Re: mvn or sbt for studying and developing Spark?

Posted by Michael Armbrust <mi...@databricks.com>.
>
> * I moved from sbt to maven in June specifically due to Andrew Or's
> describing mvn as the default build tool.  Developers should keep in mind
> that jenkins uses mvn so we need to run mvn before submitting PR's - even
> if sbt were used for day to day dev work
>

To be clear, I think that the PR builder actually uses sbt
<https://github.com/apache/spark/blob/master/dev/run-tests#L198> currently,
but there are master builds that make sure maven doesn't break (amongst
other things).


> *  In addition, as Sean has alluded to, the Intellij seems to comprehend
> the maven builds a bit more readily than sbt
>

Yeah, this is a very good point.  I have used `sbt/sbt gen-idea` in the
past, but I'm currently using the maven integration of inteliJ since it
seems more stable.


> * But for command line and day to day dev purposes:  sbt sounds great to
> use  Those sound bites you provided about exposing built-in test databases
> for hive and for displaying available testcases are sweet.  Any
> easy/convenient way to see "more of " those kinds of facilities available
> through sbt ?
>

The Spark SQL developer readme
<https://github.com/apache/spark/tree/master/sql> has a little bit of this,
but we really should have some documentation on using SBT as well.

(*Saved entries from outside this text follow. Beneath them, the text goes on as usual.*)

impl Cache {
    /// An empty cache over a transparent `width` x `height` atlas.
    pub fn new(width: u32, height: u32, config: CacheConfig) -> Self {
        debug!("creating {}x{} curve atlas", width, height);
        Self {
            atlas: RgbaImage::new(width, height),
            painter: Painter::new(config.pixels_per_pt),
            config,
            entries: HashMap::new(),
            recency: BTreeMap::new(),
            next_stamp: 0,
            holes: 0,
            cursor_x: 0,
            cursor_y: 0,
            dirty: false,
        }
    }

    pub fn config(&self) -> &CacheConfig {
        &self.config
    }

    /// The atlas pixels.
    pub fn image(&self) -> &RgbaImage {
        &self.atlas
    }

    pub fn is_dirty(&self) -> bool {
        self.dirty
    }

    pub fn clear_dirty(&mut self) {
        self.dirty = false;
    }

    pub fn len(&self) -> usize {
        self.entries.len()
    }

    pub fn is_empty(&self) -> bool {
        self.entries.is_empty()
    }

    pub fn contains(&self, id: CurveId) -> bool {
        self.entries.contains_key(&id)
    }

    /// Current atlas rectangle of `id`, without touching its recency.
    pub fn rect(&self, id: CurveId) -> Option<RectI> {
        self.entries.get(&id).map(|e| e.rect)
    }

    /// Ids from least to most recently used.
    pub fn lru_order(&self) -> impl Iterator<Item = CurveId> + '_ {
        self.recency.values().copied()
    }

    /// Integer pixel rectangle covering `path`'s bounds at the configured
    /// scale. An empty path has an empty box at the origin.
    ///
    /// # Panics
    ///
    /// If the path contains a cubic segment.
    pub fn pixel_box(&self, path: &Path) -> RectI {
        let b = path.bounds();
        if !b.is_valid() {
            return RectI::default();
        }
        let ppp = self.config.pixels_per_pt;
        RectI::new(
            ifloor(b.x1 as f64 * ppp),
            ifloor(b.y1 as f64 * ppp),
            iceil(b.x2 as f64 * ppp),
            iceil(b.y2 as f64 * ppp),
        )
    }

    /// Atlas rectangle holding `id`, rasterizing `path` on a miss.
    ///
    /// A hit records `t` as the last access and makes `id` the most
    /// recently used entry. `path` is ignored on a hit. A miss may evict
    /// older curves to make room; curves last used at `t` are never
    /// evicted.
    ///
    /// # Panics
    ///
    /// On a miss, if `path` contains a cubic segment.
    pub fn get(&mut self, id: CurveId, path: &Path, t: Time) -> Result<RectI> {
        if let Some(e) = self.entries.get_mut(&id) {
            e.time = t;
            let (old, rect) = (e.stamp, e.rect);
            self.recency.remove(&old);
            self.touch(id);
            trace!("curve cache hit {:?} at {:?}", id, rect);
            return Ok(rect);
        }

        let pixel_box = self.pixel_box(path);
        let (x, y) = self.find_space(pixel_box.width(), pixel_box.height(), t)?;
        let rect = RectI::new(x, y, x + pixel_box.width(), y + pixel_box.height());
        draw_entry(
            &mut self.painter,
            &mut self.atlas,
            self.config.color,
            path,
            &pixel_box,
            &rect,
        );
        self.entries.insert(
            id,
            Entry {
                path: path.clone(),
                pixel_box,
                rect,
                time: t,
                stamp: 0,
            },
        );
        self.touch(id);
        self.dirty = true;
        debug!("curve cache miss {:?}, rasterized into {:?}", id, rect);
        Ok(rect)
    }

    /// Forget `id`. Its atlas space is reclaimed by the next allocation
    /// that runs out of room.
    pub fn remove(&mut self, id: CurveId) -> bool {
        match self.entries.remove(&id) {
            Some(e) => {
                self.recency.remove(&e.stamp);
                self.holes += 1;
                true
            }
            None => false,
        }
    }

    /// Give `id` a fresh stamp at the most recently used end.
    fn touch(&mut self, id: CurveId) {
        let stamp = self.next_stamp;
        self.next_stamp += 1;
        if let Some(e) = self.entries.get_mut(&id) {
            e.stamp = stamp;
            self.recency.insert(stamp, id);
        }
    }

    // ========================================================================
    // Allocation
    // ========================================================================

    /// Reserve a `w` x `h` pixel slot, evicting old curves if the atlas is
    /// full. Returns the slot's top-left corner.
    ///
    /// Fails with [`Error::CurveTooLarge`] without changing anything when
    /// the slot can never fit in a column, and with
    /// [`Error::CacheExhausted`] when eviction cannot free enough room.
    pub fn find_space(&mut self, w: i32, h: i32, t: Time) -> Result<(i32, i32)> {
        let max_width = self.column_width();
        let max_height = self.atlas.height() as i32;
        if w > max_width || h > max_height {
            return Err(Error::CurveTooLarge {
                width: w as u32,
                height: h as u32,
                max_width: max_width as u32,
                max_height: max_height as u32,
            });
        }
        if let Some(p) = self.place(w, h) {
            return Ok(p);
        }
        if self.holes > 0 {
            debug!("re-packing {} curves over {} removed", self.entries.len(), self.holes);
            self.repack();
            if let Some(p) = self.place(w, h) {
                return Ok(p);
            }
        }
        self.clear_half(t)?;
        self.place(w, h).ok_or(Error::CacheExhausted {
            entries: self.entries.len(),
        })
    }

    fn column_width(&self) -> i32 {
        self.config.column_width.min(self.atlas.width()) as i32
    }

    /// Place at the cursor, moving to the next column when this one is too
    /// short. Never evicts.
    fn place(&mut self, w: i32, h: i32) -> Option<(i32, i32)> {
        let atlas_w = self.atlas.width() as i32;
        let atlas_h = self.atlas.height() as i32;
        if h > atlas_h - self.cursor_y {
            self.cursor_x += self.column_width();
            self.cursor_y = 0;
        }
        if w > atlas_w - self.cursor_x || h > atlas_h - self.cursor_y {
            return None;
        }
        let p = (self.cursor_x, self.cursor_y);
        self.cursor_y += h;
        Some(p)
    }

    /// Evict up to half of the entries, oldest first, skipping any used at
    /// or after `t`, then re-pack the survivors.
    pub fn clear_half(&mut self, t: Time) -> Result<()> {
        let to_delete = self.entries.len() / 2;
        let victims: Vec<(u64, CurveId)> = self
            .recency
            .iter()
            .filter(|(_, id)| self.entries.get(id).is_some_and(|e| e.time < t))
            .take(to_delete)
            .map(|(&stamp, &id)| (stamp, id))
            .collect();
        if victims.is_empty() && !self.entries.is_empty() {
            warn!(
                "curve cache is full ({} items), nothing older than {:?}",
                self.entries.len(),
                t
            );
            return Err(Error::CacheExhausted {
                entries: self.entries.len(),
            });
        }
        for (stamp, id) in &victims {
            self.recency.remove(stamp);
            self.entries.remove(id);
        }
        debug!(
            "evicted {} curves, re-packing {}",
            victims.len(),
            self.entries.len()
        );
        self.repack();
        Ok(())
    }

    /// Clear the atlas and draw every entry again from the top, column by
    /// column in their previous atlas order.
    ///
    /// Placement only ever moves an entry to the same or an earlier
    /// position than it held, so every entry that was placed before is
    /// placed again.
    fn repack(&mut self) {
        self.cursor_x = 0;
        self.cursor_y = 0;
        self.holes = 0;
        for p in self.atlas.pixels_mut() {
            *p = image::Rgba([0, 0, 0, 0]);
        }

        let mut order: Vec<(i32, i32, CurveId)> = self
            .entries
            .iter()
            .map(|(&id, e)| (e.rect.x1, e.rect.y1, id))
            .collect();
        order.sort_unstable();
        for (_, _, id) in order {
            let Some(e) = self.entries.get(&id) else {
                continue;
            };
            let (w, h) = (e.pixel_box.width(), e.pixel_box.height());
            let Some((x, y)) = self.place(w, h) else {
                unreachable!("curve {:?} no longer fits after re-pack", id);
            };
            let rect = RectI::new(x, y, x + w, y + h);
            if let Some(e) = self.entries.get_mut(&id) {
                e.rect = rect;
                draw_entry(
                    &mut self.painter,
                    &mut self.atlas,
                    self.config.color,
                    &e.path,
                    &e.pixel_box,
                    &rect,
                );
            }
        }
        self.dirty = true;
    }
}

 Integrating with those systems is generally easier if you are also working
> with Spark in Maven.  (And I wouldn't classify all of those Maven-built
> systems as "legacy", Michael :)


Also a good point, though I've seen some pretty clever uses of sbt's
external project references to link spark into other projects.  I'll
certainly admit I have a bias towards new shiny things in general though,
so my definition of legacy is probably skewed :)

Re: mvn or sbt for studying and developing Spark?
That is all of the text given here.